*WORK INSTRUCTION*. Identify each line in the records below that contains the word "HealthFactorOk", and copy it.

[[ RECORD EXTRACTS, beginning ]]

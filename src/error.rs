//! Error types for the DSC engine.
//!
//! Every workflow fault surfaces as one of these variants. None of them is
//! retried inside the engine; the caller sees a rejected operation and the
//! ledgers are left as they were.

use thiserror::Error;

use crate::utils::address::{Address, AssetId};

/// Result type alias for engine operations
pub type Result<T> = std::result::Result<T, Error>;

/// Main error type for the DSC engine
#[derive(Error, Debug, Clone, PartialEq, Eq)]
pub enum Error {
    // ═══════════════════════════════════════════════════════════════════
    // Validation Errors
    // ═══════════════════════════════════════════════════════════════════

    /// Amount is zero where a positive value is required
    #[error("Amount must be greater than zero")]
    InvalidAmount,

    /// Invalid input or configuration parameter
    #[error("Invalid parameter {name}: {reason}")]
    InvalidParameter {
        /// Parameter name
        name: String,
        /// Reason for invalidity
        reason: String,
    },

    /// Asset is not accepted as collateral
    #[error("Asset {0} is not registered as collateral")]
    UnregisteredAsset(AssetId),

    /// Asset appears twice in the registration list
    #[error("Asset {0} registered more than once")]
    DuplicateAsset(AssetId),

    // ═══════════════════════════════════════════════════════════════════
    // Ledger Errors
    // ═══════════════════════════════════════════════════════════════════

    /// Ledger decrease larger than the current balance
    #[error("Insufficient balance: required {required}, available {available}")]
    InsufficientBalance {
        /// Amount the operation tried to remove
        required: u128,
        /// Amount actually held
        available: u128,
    },

    /// Overflow in calculation
    #[error("Arithmetic overflow in {operation}")]
    Overflow {
        /// Operation that overflowed
        operation: String,
    },

    // ═══════════════════════════════════════════════════════════════════
    // Health Errors
    // ═══════════════════════════════════════════════════════════════════

    /// Post-condition violated: position below the minimum health factor
    #[error("Health factor {0} below minimum")]
    HealthFactorBroken(u128),

    /// Liquidation attempted on a safe position
    #[error("Health factor is ok, position cannot be liquidated")]
    HealthFactorOk,

    /// Liquidation did not improve the target's health factor
    #[error("Health factor not improved: before {before}, after {after}")]
    HealthFactorNotImproved {
        /// Health factor before liquidation
        before: u128,
        /// Health factor after liquidation
        after: u128,
    },

    // ═══════════════════════════════════════════════════════════════════
    // Oracle Errors
    // ═══════════════════════════════════════════════════════════════════

    /// Price round is stale or incomplete
    #[error("Stale price: last update {age}s ago, max allowed {max_age}s")]
    StalePrice {
        /// Seconds since the round was updated
        age: u64,
        /// Maximum allowed age in seconds
        max_age: u64,
    },

    /// No usable price for the asset
    #[error("Price unavailable: {0}")]
    PriceUnavailable(String),

    // ═══════════════════════════════════════════════════════════════════
    // Collaborator Errors
    // ═══════════════════════════════════════════════════════════════════

    /// Collateral or synthetic-asset transfer signaled failure
    #[error("Transfer failed: {0}")]
    TransferFailed(String),

    /// Synthetic-asset mint signaled failure
    #[error("Mint failed: {0}")]
    MintFailed(String),

    /// Synthetic-asset burn signaled failure
    #[error("Burn failed: {0}")]
    BurnFailed(String),

    /// Caller is not allowed to perform this action
    #[error("Not authorized: {0}")]
    Unauthorized(Address),

    // ═══════════════════════════════════════════════════════════════════
    // Engine Errors
    // ═══════════════════════════════════════════════════════════════════

    /// A workflow was entered while another one is still executing
    #[error("Reentrant call rejected")]
    Reentrancy,

    /// Invariant violation detected
    #[error("Invariant violation: {0}")]
    InvariantViolation(String),

    // ═══════════════════════════════════════════════════════════════════
    // Internal Errors
    // ═══════════════════════════════════════════════════════════════════

    /// Serialization failed
    #[error("Serialization error: {0}")]
    Serialization(String),

    /// Configuration could not be read
    #[error("Config error: {0}")]
    Config(String),
}

impl Error {
    /// Returns true if the caller can fix the request and retry
    pub fn is_recoverable(&self) -> bool {
        matches!(
            self,
            Error::InvalidAmount
                | Error::InsufficientBalance { .. }
                | Error::HealthFactorBroken(_)
                | Error::HealthFactorOk
                | Error::HealthFactorNotImproved { .. }
                | Error::StalePrice { .. }
                | Error::TransferFailed(_)
        )
    }

    /// Returns true if this is a critical error requiring immediate attention
    pub fn is_critical(&self) -> bool {
        matches!(
            self,
            Error::InvariantViolation(_) | Error::Overflow { .. }
        )
    }

    /// Returns the error code for external systems
    pub fn code(&self) -> u32 {
        match self {
            // Validation errors: 1xxx
            Error::InvalidAmount => 1001,
            Error::InvalidParameter { .. } => 1002,
            Error::UnregisteredAsset(_) => 1003,
            Error::DuplicateAsset(_) => 1004,

            // Ledger errors: 2xxx
            Error::InsufficientBalance { .. } => 2001,
            Error::Overflow { .. } => 2002,

            // Health errors: 3xxx
            Error::HealthFactorBroken(_) => 3001,
            Error::HealthFactorOk => 3002,
            Error::HealthFactorNotImproved { .. } => 3003,

            // Oracle errors: 4xxx
            Error::StalePrice { .. } => 4001,
            Error::PriceUnavailable(_) => 4002,

            // Collaborator errors: 5xxx
            Error::TransferFailed(_) => 5001,
            Error::MintFailed(_) => 5002,
            Error::BurnFailed(_) => 5003,
            Error::Unauthorized(_) => 5004,

            // Engine errors: 6xxx
            Error::Reentrancy => 6001,
            Error::InvariantViolation(_) => 6002,

            // Internal errors: 9xxx
            Error::Serialization(_) => 9001,
            Error::Config(_) => 9002,
        }
    }
}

[[ RECORD EXTRACTS, end ]]

*RESPONSE TO THE EXERCISE*.
    HealthFactorOk,
                | Error::HealthFactorOk
            Error::HealthFactorOk => 3002,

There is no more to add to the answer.